Exercise material -
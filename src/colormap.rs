//! Colour-selection strategies.
//!
//! A [`ColorMap`] decides the colour of a lit segment from its digit
//! position, the symbol shown there, or its segment id. Each variant owns a
//! table of exactly the size it indexes, so a kind/table mismatch cannot be
//! built.

use crate::Color;
use crate::error::ConfigError;
use crate::segment::{DIGITS, DigitValue, SEGMENTS, Segment};
use rand::Rng;
use serde::{Deserialize, Serialize};

// ── Palettes ────────────────────────────────────────────────────────

/// Palette keyed by [`DigitValue::index`]; also the segment and random palettes.
pub const DEFAULT_PALETTE: [Color; 12] = [
    Color::from_rgb24(0x00FF00),
    Color::from_rgb24(0xFF0000),
    Color::from_rgb24(0x0000FF),
    Color::from_rgb24(0x00FFCC),
    Color::from_rgb24(0xFF00FF),
    Color::from_rgb24(0xFFFF00),
    Color::from_rgb24(0x00FF80),
    Color::from_rgb24(0xFF0080),
    Color::from_rgb24(0xFF8000),
    Color::from_rgb24(0x0080FF),
    Color::from_rgb24(0x8000FF),
    Color::from_rgb24(0x000000),
];

const DIGIT_POSITION_PALETTE: [Color; DIGITS] = [
    Color::from_rgb24(0xFF0000),
    Color::from_rgb24(0x00FF00),
    Color::from_rgb24(0x0000FF),
    Color::from_rgb24(0xFFFFFF),
];

// ── ColorMap ────────────────────────────────────────────────────────

/// A colour-selection strategy together with its table.
///
/// # Rust concept: enums with data
/// Each variant carries an array of the exact length its lookup needs, so
/// `colors[slot]` with `slot < DIGITS` can never go out of range.
#[derive(Clone, Debug, PartialEq, Eq)]
pub enum ColorMap {
    /// One colour per digit position.
    DigitPosition([Color; DIGITS]),
    /// One colour per shown symbol; all segments of a digit share it.
    DigitValue([Color; 12]),
    /// One colour per segment id; every digit is coloured the same way.
    SegmentPosition([Color; SEGMENTS]),
    /// A fresh random pick from the table for every lit segment.
    SegmentRandom([Color; 12]),
}

impl ColorMap {
    /// A map that paints everything in one colour.
    pub fn flat(color: Color) -> Self {
        ColorMap::DigitPosition([color; DIGITS])
    }

    /// Colour of `segment` in digit position `slot`, which shows `value`.
    ///
    /// The random variant draws from `rng` on every call, so two renders of
    /// the same frame generally differ.
    pub fn color_for<R: Rng>(
        &self,
        slot: usize,
        value: DigitValue,
        segment: Segment,
        rng: &mut R,
    ) -> Color {
        match self {
            ColorMap::DigitPosition(table) => table[slot],
            ColorMap::DigitValue(table) => table[value.index()],
            ColorMap::SegmentPosition(table) => table[segment.id()],
            ColorMap::SegmentRandom(table) => table[rng.random_range(0..table.len())],
        }
    }
}

// ── Predefined maps ─────────────────────────────────────────────────

/// Selectable colour schemes, persisted as their id (0-6).
#[derive(Clone, Copy, Debug, Default, PartialEq, Eq, Hash, Serialize, Deserialize, utoipa::ToSchema)]
#[serde(rename_all = "snake_case")]
#[repr(u8)]
pub enum ColorMapId {
    #[default]
    AllWhite = 0,
    PerDigit = 1,
    PerValue = 2,
    PerSegment = 3,
    SegmentRandom = 4,
    Custom1 = 5,
    Custom2 = 6,
}

impl ColorMapId {
    pub const ALL: [ColorMapId; 7] = [
        ColorMapId::AllWhite,
        ColorMapId::PerDigit,
        ColorMapId::PerValue,
        ColorMapId::PerSegment,
        ColorMapId::SegmentRandom,
        ColorMapId::Custom1,
        ColorMapId::Custom2,
    ];

    pub fn id(self) -> u8 {
        self as u8
    }

    pub fn label(self) -> &'static str {
        match self {
            ColorMapId::AllWhite => "All White",
            ColorMapId::PerDigit => "Per Digit",
            ColorMapId::PerValue => "Per Number",
            ColorMapId::PerSegment => "Per Segment",
            ColorMapId::SegmentRandom => "Segment-Level Random",
            ColorMapId::Custom1 => "Custom 1",
            ColorMapId::Custom2 => "Custom 2",
        }
    }

    /// Build the map, taking the two custom tables from the configuration.
    pub fn build(self, custom: &[[Color; DIGITS]; 2]) -> ColorMap {
        match self {
            ColorMapId::AllWhite => ColorMap::flat(Color::WHITE),
            ColorMapId::PerDigit => ColorMap::DigitPosition(DIGIT_POSITION_PALETTE),
            ColorMapId::PerValue => ColorMap::DigitValue(DEFAULT_PALETTE),
            ColorMapId::PerSegment => {
                let mut table = [Color::BLACK; SEGMENTS];
                table.copy_from_slice(&DEFAULT_PALETTE[..SEGMENTS]);
                ColorMap::SegmentPosition(table)
            }
            ColorMapId::SegmentRandom => ColorMap::SegmentRandom(DEFAULT_PALETTE),
            ColorMapId::Custom1 => ColorMap::DigitPosition(custom[0]),
            ColorMapId::Custom2 => ColorMap::DigitPosition(custom[1]),
        }
    }
}

impl TryFrom<u8> for ColorMapId {
    type Error = ConfigError;

    fn try_from(id: u8) -> Result<Self, Self::Error> {
        Self::ALL
            .get(id as usize)
            .copied()
            .ok_or(ConfigError::InvalidColorMapId(id))
    }
}

// ── Tests ───────────────────────────────────────────────────────────

#[cfg(test)]
mod tests {
    use super::*;
    use pretty_assertions::assert_eq;
    use rand::SeedableRng;
    use rand::rngs::StdRng;
    use rstest::rstest;
    use std::collections::HashSet;

    fn rng() -> StdRng {
        StdRng::seed_from_u64(7)
    }

    const CUSTOM: [[Color; DIGITS]; 2] = [
        [Color::from_rgb24(0x111111); DIGITS],
        [
            Color::from_rgb24(0x000001),
            Color::from_rgb24(0x000002),
            Color::from_rgb24(0x000003),
            Color::from_rgb24(0x000004),
        ],
    ];

    #[rstest]
    #[case(0, ColorMapId::AllWhite)]
    #[case(3, ColorMapId::PerSegment)]
    #[case(6, ColorMapId::Custom2)]
    fn test_id_round_trip(#[case] id: u8, #[case] expected: ColorMapId) {
        assert_eq!(ColorMapId::try_from(id).unwrap(), expected);
        assert_eq!(expected.id(), id);
    }

    #[rstest]
    #[case(7)]
    #[case(11)]
    #[case(255)]
    fn test_id_out_of_range_is_rejected(#[case] id: u8) {
        assert!(matches!(
            ColorMapId::try_from(id),
            Err(ConfigError::InvalidColorMapId(bad)) if bad == id
        ));
    }

    #[test]
    fn digit_position_uses_the_slot() {
        let map = ColorMapId::PerDigit.build(&CUSTOM);
        let mut rng = rng();
        for slot in 0..DIGITS {
            let c = map.color_for(slot, DigitValue::Eight, Segment::Top, &mut rng);
            assert_eq!(c, DIGIT_POSITION_PALETTE[slot]);
        }
    }

    #[test]
    fn digit_value_uses_the_symbol() {
        let map = ColorMapId::PerValue.build(&CUSTOM);
        let mut rng = rng();
        let one = map.color_for(0, DigitValue::One, Segment::UpperRight, &mut rng);
        let one_elsewhere = map.color_for(3, DigitValue::One, Segment::LowerRight, &mut rng);
        assert_eq!(one, Color::from_rgb24(0xFF0000));
        assert_eq!(one, one_elsewhere);
        assert_eq!(
            map.color_for(1, DigitValue::Minus, Segment::Middle, &mut rng),
            Color::from_rgb24(0x8000FF)
        );
    }

    #[test]
    fn segment_position_uses_the_segment() {
        let map = ColorMapId::PerSegment.build(&CUSTOM);
        let mut rng = rng();
        for slot in 0..DIGITS {
            for s in Segment::ALL {
                let c = map.color_for(slot, DigitValue::Eight, s, &mut rng);
                assert_eq!(c, DEFAULT_PALETTE[s.id()]);
            }
        }
    }

    #[test]
    fn segment_random_draws_from_the_whole_table() {
        let map = ColorMapId::SegmentRandom.build(&CUSTOM);
        let mut rng = rng();
        let seen: HashSet<Color> = (0..2000)
            .map(|_| map.color_for(0, DigitValue::Eight, Segment::Top, &mut rng))
            .collect();
        assert_eq!(seen.len(), DEFAULT_PALETTE.len());
    }

    #[test]
    fn segment_random_is_reproducible_with_a_fixed_seed() {
        let map = ColorMapId::SegmentRandom.build(&CUSTOM);
        let draw = |seed| {
            let mut rng = StdRng::seed_from_u64(seed);
            (0..28)
                .map(|_| map.color_for(0, DigitValue::Eight, Segment::Top, &mut rng))
                .collect::<Vec<_>>()
        };
        assert_eq!(draw(42), draw(42));
    }

    #[test]
    fn custom_maps_use_configured_tables() {
        let mut rng = rng();
        let one = ColorMapId::Custom1.build(&CUSTOM);
        let two = ColorMapId::Custom2.build(&CUSTOM);
        assert_eq!(one.color_for(2, DigitValue::Zero, Segment::Top, &mut rng), Color::from_rgb24(0x111111));
        assert_eq!(two.color_for(3, DigitValue::Zero, Segment::Top, &mut rng), Color::from_rgb24(0x000004));
    }

    #[test]
    fn flat_map_is_uniform() {
        let map = ColorMap::flat(Color::new(1, 2, 3));
        let mut rng = rng();
        for slot in 0..DIGITS {
            assert_eq!(map.color_for(slot, DigitValue::Five, Segment::Bottom, &mut rng), Color::new(1, 2, 3));
        }
    }
}
//! Error types for configuration commands, persistence and the remote channel.

use crate::ParseColorError;

/// Errors from configuration commands and the persisted record.
///
/// Every variant except [`ConfigError::Storage`] means the input was
/// rejected and the configuration was left unchanged.
#[derive(Debug, thiserror::Error)]
pub enum ConfigError {
    /// A colour-map id outside the predefined set.
    #[error("Invalid colour map id {0} (expected 0-6)")]
    InvalidColorMapId(u8),

    /// A brightness outside 0-255.
    #[error("Invalid brightness {0} (expected 0-255)")]
    InvalidBrightness(i64),

    /// A time of day that is not a valid `HH:MM`.
    #[error("Invalid time of day {0:?} (expected HH:MM, 00:00-23:59)")]
    InvalidTime(String),

    /// A colour that is not `#rrggbb`.
    #[error(transparent)]
    InvalidColor(#[from] ParseColorError),

    /// A custom colour-map slot other than 1 or 2.
    #[error("Invalid custom colour map slot {0} (expected 1 or 2)")]
    InvalidCustomSlot(u8),

    /// A control source name other than `standalone` or `remote`.
    #[error("Invalid control source {0:?} (expected standalone or remote)")]
    InvalidControlSource(String),

    /// Reading or writing the persisted record failed.
    #[error("Storage error: {0}")]
    Storage(#[from] std::io::Error),
}

/// Errors on the remote-control channel.
#[derive(Debug, thiserror::Error)]
pub enum RemoteError {
    /// A message arrived on a topic we do not subscribe to.
    #[error("Unknown topic {0:?}")]
    UnknownTopic(String),

    /// The payload does not parse for its topic.
    #[error("Malformed payload {payload:?} on {topic}")]
    MalformedPayload {
        /// Topic the payload arrived on.
        topic: String,
        /// The raw payload, lossily decoded.
        payload: String,
    },

    /// The link could not be (re)established.
    #[error("Remote channel unavailable: {0}")]
    Unavailable(String),

    /// Publishing a message failed.
    #[error("Publish to {0} failed")]
    PublishFailed(String),
}
// ── Tests ───────────────────────────────────────────────────────────

#[cfg(test)]
mod tests {
    use super::*;
    use pretty_assertions::assert_eq;
    use rstest::rstest;
    use std::sync::mpsc;

    fn topics() -> RemoteTopics {
        RemoteTopics::default()
    }

    #[test]
    fn topics_derive_from_prefix() {
        let t = RemoteTopics::new("home/clock/", "disc");
        assert_eq!(t.command, "home/clock/set");
        assert_eq!(t.brightness_state, "home/clock/brightness");
        assert_eq!(t.rgb_command, "home/clock/set_color_rgb");
        assert_eq!(t.discovery, "disc");
        assert_eq!(
            t.subscriptions(),
            ["home/clock/set", "home/clock/set_brightness", "home/clock/set_color_rgb"]
        );
    }

    #[rstest]
    #[case("home/rgb_clock/set", "ON", RemoteCommand::Power(true))]
    #[case("home/rgb_clock/set", "OFF", RemoteCommand::Power(false))]
    #[case("home/rgb_clock/set_brightness", "0", RemoteCommand::Brightness(0))]
    #[case("home/rgb_clock/set_brightness", " 255\n", RemoteCommand::Brightness(255))]
    #[case("home/rgb_clock/set_color_rgb", "255,128,0", RemoteCommand::Color(Color::new(255, 128, 0)))]
    #[case("home/rgb_clock/set_color_rgb", "1, 2 ,3", RemoteCommand::Color(Color::new(1, 2, 3)))]
    fn test_parse_commands(#[case] topic: &str, #[case] payload: &str, #[case] expected: RemoteCommand) {
        let message = RemoteMessage::new(topic, payload);
        assert_eq!(topics().parse(&message).unwrap(), expected);
    }

    #[rstest]
    #[case("home/rgb_clock/set", "on")]
    #[case("home/rgb_clock/set", "")]
    #[case("home/rgb_clock/set_brightness", "256")]
    #[case("home/rgb_clock/set_brightness", "-1")]
    #[case("home/rgb_clock/set_brightness", "12a")]
    #[case("home/rgb_clock/set_color_rgb", "1,2")]
    #[case("home/rgb_clock/set_color_rgb", "1,2,3,4")]
    #[case("home/rgb_clock/set_color_rgb", "1,2,300")]
    #[case("home/rgb_clock/set_color_rgb", "#ff0000")]
    fn test_parse_rejects_malformed(#[case] topic: &str, #[case] payload: &str) {
        let message = RemoteMessage::new(topic, payload);
        assert!(matches!(
            topics().parse(&message),
            Err(RemoteError::MalformedPayload { .. })
        ));
    }

    #[test]
    fn parse_rejects_unknown_topic() {
        let message = RemoteMessage::new("home/rgb_clock/state", "ON");
        assert!(matches!(topics().parse(&message), Err(RemoteError::UnknownTopic(_))));
    }

    #[rstest]
    #[case(RemoteCommand::Power(true), "home/rgb_clock/state", "ON")]
    #[case(RemoteCommand::Power(false), "home/rgb_clock/state", "OFF")]
    #[case(RemoteCommand::Brightness(42), "home/rgb_clock/brightness", "42")]
    #[case(RemoteCommand::Color(Color::new(1, 20, 255)), "home/rgb_clock/color_rgb", "1,20,255")]
    fn test_echo(#[case] command: RemoteCommand, #[case] topic: &str, #[case] payload: &str) {
        let p = topics().echo(&command);
        assert_eq!(p.topic, topic);
        assert_eq!(p.payload, payload);
    }

    #[test]
    fn discovery_payload_describes_the_light() {
        let topics = topics();
        let publication = Discovery::new(&topics, DeviceInfo::default())
            .publication(&topics)
            .unwrap();
        assert_eq!(publication.topic, "homeassistant/light/rgb_clock/config");

        let json: serde_json::Value = serde_json::from_str(&publication.payload).unwrap();
        assert_eq!(json["name"], "RGB Clock");
        assert_eq!(json["unique_id"], "rgb_clock");
        assert_eq!(json["command_topic"], "home/rgb_clock/set");
        assert_eq!(json["rgb_state_topic"], "home/rgb_clock/color_rgb");
        assert_eq!(json["device"]["ids"][0], "rgb_clock");
        assert_eq!(json["device"]["mf"], "xatLabs");
        assert_eq!(json["device"]["mdl"], "7-Segment RGB clock with WS2812 LEDs");
    }

    #[test]
    fn bridge_delivers_only_when_connected() {
        let (tx, rx) = mpsc::channel();
        let mut link = BridgeLink::new(rx);
        tx.send(RemoteMessage::new("a", "b")).unwrap();

        assert!(!link.is_connected());
        assert_eq!(link.poll(), None);
        link.connect(&[]).unwrap();
        assert_eq!(link.poll(), Some(RemoteMessage::new("a", "b")));
        assert_eq!(link.poll(), None);
    }

    #[test]
    fn bridge_retains_last_publication_per_topic() {
        let (_tx, rx) = mpsc::channel();
        let mut link = BridgeLink::new(rx);
        let retained = link.retained();
        link.connect(&[]).unwrap();
        for payload in ["1", "2"] {
            link.publish(&Publication {
                topic: "t".to_string(),
                payload: payload.to_string(),
            })
            .unwrap();
        }
        assert_eq!(retained.lock().unwrap().get("t").map(String::as_str), Some("2"));
    }

    #[test]
    fn bridge_goes_down_when_senders_drop() {
        let (tx, rx) = mpsc::channel::<RemoteMessage>();
        let mut link = BridgeLink::new(rx);
        link.connect(&[]).unwrap();
        drop(tx);
        assert_eq!(link.poll(), None);
        assert!(!link.is_connected());
        assert!(link.connect(&[]).is_err());
    }

    struct FlakyLink {
        failures_left: u32,
        attempts: u32,
    }

    impl RemoteLink for FlakyLink {
        fn is_connected(&self) -> bool {
            self.failures_left == 0
        }

        fn connect(&mut self, _: &[&str]) -> Result<(), RemoteError> {
            self.attempts += 1;
            if self.failures_left > 0 {
                self.failures_left -= 1;
                return Err(RemoteError::Unavailable("down".to_string()));
            }
            Ok(())
        }

        fn publish(&mut self, _: &Publication) -> Result<(), RemoteError> {
            Ok(())
        }

        fn poll(&mut self) -> Option<RemoteMessage> {
            None
        }
    }

    #[test]
    fn backoff_retries_until_connected() {
        let mut link = FlakyLink {
            failures_left: 3,
            attempts: 0,
        };
        let running = AtomicBool::new(true);
        assert!(connect_with_backoff(&mut link, &[], Duration::from_millis(1), &running));
        assert_eq!(link.attempts, 4);
    }

    #[test]
    fn backoff_gives_up_on_shutdown() {
        let mut link = FlakyLink {
            failures_left: u32::MAX,
            attempts: 0,
        };
        let running = AtomicBool::new(false);
        assert!(!connect_with_backoff(&mut link, &[], Duration::from_millis(1), &running));
        assert_eq!(link.attempts, 0);
    }
}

What to produce - Copy every line of the material above in which the string "Eight" can be found.

Output of the exercise -
            let c = map.color_for(slot, DigitValue::Eight, Segment::Top, &mut rng);
                let c = map.color_for(slot, DigitValue::Eight, s, &mut rng);
            .map(|_| map.color_for(0, DigitValue::Eight, Segment::Top, &mut rng))
                .map(|_| map.color_for(0, DigitValue::Eight, Segment::Top, &mut rng))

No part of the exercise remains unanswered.